• TASK TO CARRY OUT: Your job is to return every line in the data holding the string "variance".

• Items from a data source:

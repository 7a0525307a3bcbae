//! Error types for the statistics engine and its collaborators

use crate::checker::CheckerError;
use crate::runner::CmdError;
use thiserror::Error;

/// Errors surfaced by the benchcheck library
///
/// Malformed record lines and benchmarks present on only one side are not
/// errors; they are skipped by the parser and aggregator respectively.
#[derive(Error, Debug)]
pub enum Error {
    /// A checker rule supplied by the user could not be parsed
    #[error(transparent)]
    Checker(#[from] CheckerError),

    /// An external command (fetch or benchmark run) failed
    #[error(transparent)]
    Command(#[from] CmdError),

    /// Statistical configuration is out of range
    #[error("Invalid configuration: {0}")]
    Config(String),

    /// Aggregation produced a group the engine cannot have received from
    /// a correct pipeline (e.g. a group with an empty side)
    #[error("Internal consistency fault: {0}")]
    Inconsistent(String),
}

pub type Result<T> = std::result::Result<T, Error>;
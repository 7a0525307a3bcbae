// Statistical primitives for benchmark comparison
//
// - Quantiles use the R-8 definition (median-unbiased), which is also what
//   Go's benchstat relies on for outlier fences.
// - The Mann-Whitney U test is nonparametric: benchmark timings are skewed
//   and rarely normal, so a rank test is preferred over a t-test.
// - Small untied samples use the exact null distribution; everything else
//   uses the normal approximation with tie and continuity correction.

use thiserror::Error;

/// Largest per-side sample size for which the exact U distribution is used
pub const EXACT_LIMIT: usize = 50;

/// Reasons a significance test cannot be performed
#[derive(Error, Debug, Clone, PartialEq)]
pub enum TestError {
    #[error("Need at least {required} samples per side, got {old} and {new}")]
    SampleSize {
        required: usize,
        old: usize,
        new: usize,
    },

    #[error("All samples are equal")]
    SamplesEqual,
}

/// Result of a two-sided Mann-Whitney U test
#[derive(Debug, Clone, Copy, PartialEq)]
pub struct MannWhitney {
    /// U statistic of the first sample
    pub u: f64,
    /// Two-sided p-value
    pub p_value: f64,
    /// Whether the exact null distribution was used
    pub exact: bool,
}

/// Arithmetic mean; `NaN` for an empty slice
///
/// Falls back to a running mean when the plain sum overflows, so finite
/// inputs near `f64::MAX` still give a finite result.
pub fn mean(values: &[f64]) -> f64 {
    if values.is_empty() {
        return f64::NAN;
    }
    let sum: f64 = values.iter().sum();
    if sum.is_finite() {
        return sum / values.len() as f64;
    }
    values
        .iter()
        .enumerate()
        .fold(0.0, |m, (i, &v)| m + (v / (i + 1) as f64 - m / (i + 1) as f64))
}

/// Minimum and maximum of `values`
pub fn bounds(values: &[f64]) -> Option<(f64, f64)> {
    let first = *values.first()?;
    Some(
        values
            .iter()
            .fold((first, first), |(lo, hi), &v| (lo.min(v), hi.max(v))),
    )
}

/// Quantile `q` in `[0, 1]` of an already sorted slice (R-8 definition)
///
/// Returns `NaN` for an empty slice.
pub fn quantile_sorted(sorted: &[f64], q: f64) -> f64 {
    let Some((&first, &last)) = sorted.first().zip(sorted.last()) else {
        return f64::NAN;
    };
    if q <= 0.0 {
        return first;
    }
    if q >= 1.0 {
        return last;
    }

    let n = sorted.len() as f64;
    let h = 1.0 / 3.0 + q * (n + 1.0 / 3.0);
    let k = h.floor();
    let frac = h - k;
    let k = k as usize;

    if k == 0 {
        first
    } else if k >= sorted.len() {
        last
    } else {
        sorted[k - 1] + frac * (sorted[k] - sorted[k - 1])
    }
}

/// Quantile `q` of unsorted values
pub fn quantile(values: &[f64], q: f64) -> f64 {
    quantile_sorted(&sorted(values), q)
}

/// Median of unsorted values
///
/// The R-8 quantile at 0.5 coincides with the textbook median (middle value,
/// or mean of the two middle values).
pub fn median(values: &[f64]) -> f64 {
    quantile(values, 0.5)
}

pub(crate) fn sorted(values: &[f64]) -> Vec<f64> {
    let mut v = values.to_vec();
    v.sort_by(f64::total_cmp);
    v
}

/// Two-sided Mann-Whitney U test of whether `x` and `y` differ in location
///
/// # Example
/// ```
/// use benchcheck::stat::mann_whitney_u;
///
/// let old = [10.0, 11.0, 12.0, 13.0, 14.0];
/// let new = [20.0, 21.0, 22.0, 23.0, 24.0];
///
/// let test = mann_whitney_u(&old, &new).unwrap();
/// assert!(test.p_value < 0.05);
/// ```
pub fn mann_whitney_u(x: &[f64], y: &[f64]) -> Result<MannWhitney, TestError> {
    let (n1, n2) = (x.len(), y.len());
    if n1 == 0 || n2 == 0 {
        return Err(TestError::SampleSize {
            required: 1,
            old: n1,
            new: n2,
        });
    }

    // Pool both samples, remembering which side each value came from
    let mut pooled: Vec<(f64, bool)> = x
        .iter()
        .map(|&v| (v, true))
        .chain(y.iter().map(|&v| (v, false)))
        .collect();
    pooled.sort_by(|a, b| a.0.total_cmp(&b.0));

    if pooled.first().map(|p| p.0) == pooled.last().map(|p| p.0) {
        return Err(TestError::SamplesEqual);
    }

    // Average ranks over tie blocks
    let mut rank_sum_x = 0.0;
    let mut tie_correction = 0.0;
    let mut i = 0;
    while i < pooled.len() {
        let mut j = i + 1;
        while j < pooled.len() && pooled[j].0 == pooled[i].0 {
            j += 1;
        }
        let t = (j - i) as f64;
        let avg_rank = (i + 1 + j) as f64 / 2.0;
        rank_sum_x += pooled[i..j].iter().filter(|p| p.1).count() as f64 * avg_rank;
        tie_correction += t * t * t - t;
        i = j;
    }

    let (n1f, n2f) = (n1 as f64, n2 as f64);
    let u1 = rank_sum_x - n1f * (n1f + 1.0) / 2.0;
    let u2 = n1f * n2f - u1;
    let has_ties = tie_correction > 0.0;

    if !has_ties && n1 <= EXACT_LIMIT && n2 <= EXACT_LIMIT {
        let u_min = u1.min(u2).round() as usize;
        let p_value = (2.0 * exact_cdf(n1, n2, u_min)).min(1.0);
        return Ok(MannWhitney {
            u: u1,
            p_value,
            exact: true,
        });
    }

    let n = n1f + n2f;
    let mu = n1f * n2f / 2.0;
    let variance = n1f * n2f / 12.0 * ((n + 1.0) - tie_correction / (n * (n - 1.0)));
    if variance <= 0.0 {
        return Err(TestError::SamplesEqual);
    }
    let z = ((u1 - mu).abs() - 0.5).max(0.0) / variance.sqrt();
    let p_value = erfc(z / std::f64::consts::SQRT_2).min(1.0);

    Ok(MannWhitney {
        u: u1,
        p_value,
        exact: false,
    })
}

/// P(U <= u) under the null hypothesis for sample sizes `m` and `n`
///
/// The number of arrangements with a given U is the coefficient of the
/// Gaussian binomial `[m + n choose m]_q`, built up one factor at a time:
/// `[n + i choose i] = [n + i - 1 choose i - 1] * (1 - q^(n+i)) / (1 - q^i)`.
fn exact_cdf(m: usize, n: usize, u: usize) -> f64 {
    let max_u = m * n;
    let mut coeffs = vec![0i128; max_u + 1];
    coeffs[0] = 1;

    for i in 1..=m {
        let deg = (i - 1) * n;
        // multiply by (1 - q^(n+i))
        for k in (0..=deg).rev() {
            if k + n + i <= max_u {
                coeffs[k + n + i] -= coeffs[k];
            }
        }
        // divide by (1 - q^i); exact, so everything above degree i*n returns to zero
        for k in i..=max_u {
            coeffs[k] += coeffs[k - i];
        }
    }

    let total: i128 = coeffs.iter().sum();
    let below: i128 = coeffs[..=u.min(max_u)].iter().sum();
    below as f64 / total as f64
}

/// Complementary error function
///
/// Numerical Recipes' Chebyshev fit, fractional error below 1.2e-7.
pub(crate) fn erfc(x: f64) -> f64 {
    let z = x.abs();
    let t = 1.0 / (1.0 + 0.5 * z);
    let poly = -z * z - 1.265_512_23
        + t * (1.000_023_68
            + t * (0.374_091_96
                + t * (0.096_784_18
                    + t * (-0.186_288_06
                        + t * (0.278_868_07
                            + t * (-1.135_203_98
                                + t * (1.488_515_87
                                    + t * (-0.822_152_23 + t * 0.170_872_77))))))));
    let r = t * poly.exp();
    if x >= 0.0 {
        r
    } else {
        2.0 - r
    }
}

• ANSWER TO THIS EXERCISE:
    let variance = n1f * n2f / 12.0 * ((n + 1.0) - tie_correction / (n * (n - 1.0)));
    if variance <= 0.0 {
    let z = ((u1 - mu).abs() - 0.5).max(0.0) / variance.sqrt();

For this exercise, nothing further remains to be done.